Coil Occlusion

What Is Coil Occlusion?

Coil occlusion is a minimally invasive, image-guided therapy used to treat cerebral aneurysms, also known as a brain aneurysm, which causes bleeding in the brain. Coil occlusion can help prevent a rupture, which decreases the risk of hemorrhagic stroke, or treat a ruptured brain aneurysms to prevent re-bleeding.

Coil occlusion typically takes three to four hours under general anesthesia and usually requires a 48-hour stay at the hospital for observation. During this procedure our interventional radiologists thread a thin catheter through the blood vessels to the point of the aneurysm to place soft metal coils. Once the coils are in place, blood clots around them, blocking off the neck of the aneurysm and restoring normal bloodflow. 

How to Prepare for Coil Occlusion

  • Consultation - Anyone undergoing planned coil occlusion must be evaluated by our staff prior to the procedure. During pre-admission testing, we will ask if you are allergic to any contrast. You will also see an anesthesiologist at Mass General to check on your cardiovascular status prior to having general anesthesia. 
  • Contrast - This procedure uses IV contrast, which helps the interventional radiologists see inside your body more clearly. We carefully assess your risk before giving you IV contrast and may run a blood test before your procedure to check your body chemistry.
  • When to Arrive - On the day of your coil occlusion, please arrive two hours before the time of your procedure so we can properly prepare for your treatment.
  • Eating and Drinking - Please do not eat solid foods, candy, gum or drink liquids after midnight on the night before your procedure. 
  • Medication - Be sure to tell us the names of any medications you are taking in advance of your procedure. We may ask you to stop taking or change certain medicines. We may also prescribe medicine for you to take a few days before the procedure.

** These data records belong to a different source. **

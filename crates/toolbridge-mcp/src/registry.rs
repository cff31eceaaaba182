//! Cached tool list for one session, with local argument validation.

use crate::error::McpError;
use crate::protocol::{ListToolsResult, METHOD_TOOLS_LIST, ToolAnnotations, ToolEntry};
use crate::schema::{Schema, SchemaError};
use crate::session::Session;
use serde_json::Value;
use std::collections::{HashMap, HashSet};
use std::sync::atomic::{AtomicU64, Ordering};
use std::sync::{Arc, PoisonError, RwLock};
use toolbridge_types::ToolDefinition;

/// A tool advertised by the server. Immutable once built.
#[derive(Debug, Clone)]
pub struct ToolDescriptor {
    pub name: String,
    pub title: Option<String>,
    pub description: String,
    /// Input schema exactly as the server sent it, for handing to a model.
    pub input_schema: Value,
    /// The same schema, parsed for validation.
    pub schema: Schema,
    pub output_schema: Option<Value>,
    pub annotations: Option<ToolAnnotations>,
}

impl ToolDescriptor {
    pub fn from_entry(entry: ToolEntry) -> Result<Self, SchemaError> {
        let schema = Schema::parse(&entry.input_schema)?;
        Ok(Self {
            name: entry.name,
            title: entry.title,
            description: entry.description.unwrap_or_default(),
            input_schema: entry.input_schema,
            schema,
            output_schema: entry.output_schema,
            annotations: entry.annotations,
        })
    }

    /// Whether the server marked this tool as free of side effects.
    pub fn is_read_only(&self) -> bool {
        self.annotations
            .as_ref()
            .and_then(|a| a.read_only_hint)
            .unwrap_or(false)
    }

    pub fn definition(&self) -> ToolDefinition {
        ToolDefinition {
            name: self.name.clone(),
            description: self.description.clone(),
            input_schema: self.input_schema.clone(),
        }
    }
}

/// One complete enumeration of a server's tools.
#[derive(Debug, Default)]
pub struct ToolSet {
    generation: u64,
    tools: Vec<Arc<ToolDescriptor>>,
    by_name: HashMap<String, usize>,
}

impl ToolSet {
    fn build(generation: u64, server: &str, entries: Vec<ToolEntry>) -> Self {
        let mut set = ToolSet {
            generation,
            ..ToolSet::default()
        };
        for entry in entries {
            if set.by_name.contains_key(&entry.name) {
                tracing::warn!(
                    "MCP server '{}' listed tool '{}' twice, keeping the first",
                    server,
                    entry.name
                );
                continue;
            }
            let name = entry.name.clone();
            match ToolDescriptor::from_entry(entry) {
                Ok(descriptor) => {
                    set.by_name.insert(name, set.tools.len());
                    set.tools.push(Arc::new(descriptor));
                }
                Err(e) => {
                    tracing::warn!(
                        "Skipping tool '{}' from MCP server '{}': bad input schema at {}",
                        name,
                        server,
                        e
                    );
                }
            }
        }
        set
    }

    /// Which enumeration produced this set. Zero means none has completed.
    pub fn generation(&self) -> u64 {
        self.generation
    }

    pub fn get(&self, name: &str) -> Option<&Arc<ToolDescriptor>> {
        self.by_name.get(name).map(|&i| &self.tools[i])
    }

    /// Tools in the order the server listed them.
    pub fn iter(&self) -> impl Iterator<Item = &Arc<ToolDescriptor>> {
        self.tools.iter()
    }

    pub fn names(&self) -> Vec<&str> {
        self.tools.iter().map(|t| t.name.as_str()).collect()
    }

    pub fn len(&self) -> usize {
        self.tools.len()
    }

    pub fn is_empty(&self) -> bool {
        self.tools.is_empty()
    }
}

/// Tools advertised by one server, replaced wholesale on every enumeration.
///
/// Readers take an `Arc<ToolSet>` snapshot, so a refresh running concurrently
/// is seen either entirely or not at all.
pub struct ToolRegistry {
    session: Arc<Session>,
    current: RwLock<Arc<ToolSet>>,
    started: AtomicU64,
}

impl ToolRegistry {
    /// An empty registry; call [`ToolRegistry::list_tools`] to populate it.
    pub fn new(session: Arc<Session>) -> Self {
        Self {
            session,
            current: RwLock::new(Arc::new(ToolSet::default())),
            started: AtomicU64::new(0),
        }
    }

    /// Enumerate the server's tools and install them as the current set.
    ///
    /// If refreshes overlap, the one started last wins; an older listing
    /// finishing late never replaces a newer one.
    pub async fn list_tools(&self) -> Result<Arc<ToolSet>, McpError> {
        let generation = self.started.fetch_add(1, Ordering::SeqCst) + 1;
        let entries = self.fetch_all().await?;
        let fresh = Arc::new(ToolSet::build(generation, self.session.name(), entries));

        let mut current = self.current.write().unwrap_or_else(PoisonError::into_inner);
        if current.generation > generation {
            tracing::debug!(
                server = %self.session.name(),
                generation,
                "discarding stale tool listing"
            );
            return Ok(Arc::clone(&current));
        }
        *current = Arc::clone(&fresh);
        drop(current);

        tracing::info!(
            "MCP server '{}' provides {} tools",
            self.session.name(),
            fresh.len()
        );
        Ok(fresh)
    }

    /// Follow `nextCursor` until the server has listed everything.
    async fn fetch_all(&self) -> Result<Vec<ToolEntry>, McpError> {
        let mut entries = Vec::new();
        let mut cursor: Option<String> = None;
        let mut seen: HashSet<String> = HashSet::new();
        loop {
            let params = cursor
                .as_ref()
                .map(|c| serde_json::json!({ "cursor": c }));
            let value = self
                .session
                .call(METHOD_TOOLS_LIST, params, self.session.default_timeout())
                .await?;
            let page: ListToolsResult = serde_json::from_value(value).map_err(|e| {
                McpError::Protocol(format!("Failed to parse tools/list response: {e}"))
            })?;
            entries.extend(page.tools);

            match page.next_cursor {
                Some(next) if !next.is_empty() => {
                    // A cursor seen before means the listing would never end
                    if !seen.insert(next.clone()) {
                        return Err(McpError::Protocol(format!(
                            "tools/list repeated cursor '{next}'"
                        )));
                    }
                    cursor = Some(next);
                }
                _ => return Ok(entries),
            }
        }
    }

    /// The current tool set.
    pub fn snapshot(&self) -> Arc<ToolSet> {
        Arc::clone(&self.current.read().unwrap_or_else(PoisonError::into_inner))
    }

    pub fn get(&self, name: &str) -> Option<Arc<ToolDescriptor>> {
        self.snapshot().get(name).cloned()
    }

    /// Model-facing definitions for every current tool.
    pub fn definitions(&self) -> Vec<ToolDefinition> {
        self.snapshot().iter().map(|t| t.definition()).collect()
    }

    /// Check `args` against the cached schema for `name` without touching
    /// the network. Returns the descriptor that was validated against.
    pub fn validate(&self, name: &str, args: &Value) -> Result<Arc<ToolDescriptor>, McpError> {
        let descriptor = self.get(name).ok_or_else(|| McpError::UnknownTool {
            name: name.to_string(),
        })?;
        descriptor
            .schema
            .validate(args)
            .map_err(|v| McpError::SchemaViolation {
                tool: name.to_string(),
                path: v.path,
                message: v.message,
            })?;
        Ok(descriptor)
    }

    pub fn session(&self) -> &Arc<Session> {
        &self.session
    }
}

What to Expect After Coil Occlusion

After coil occlusion, we will have you stay in the hospital as long as necessary to recover. If your procedure was done as a preventative measure, we will admit you to the hospital for 48 hours so we can monitor your condition.

Once you return home, you should take it easy for a few days and avoid any strenous activity for 10 days such as vigorous exercise. Most people can return to a normal level of activity in one to three weeks.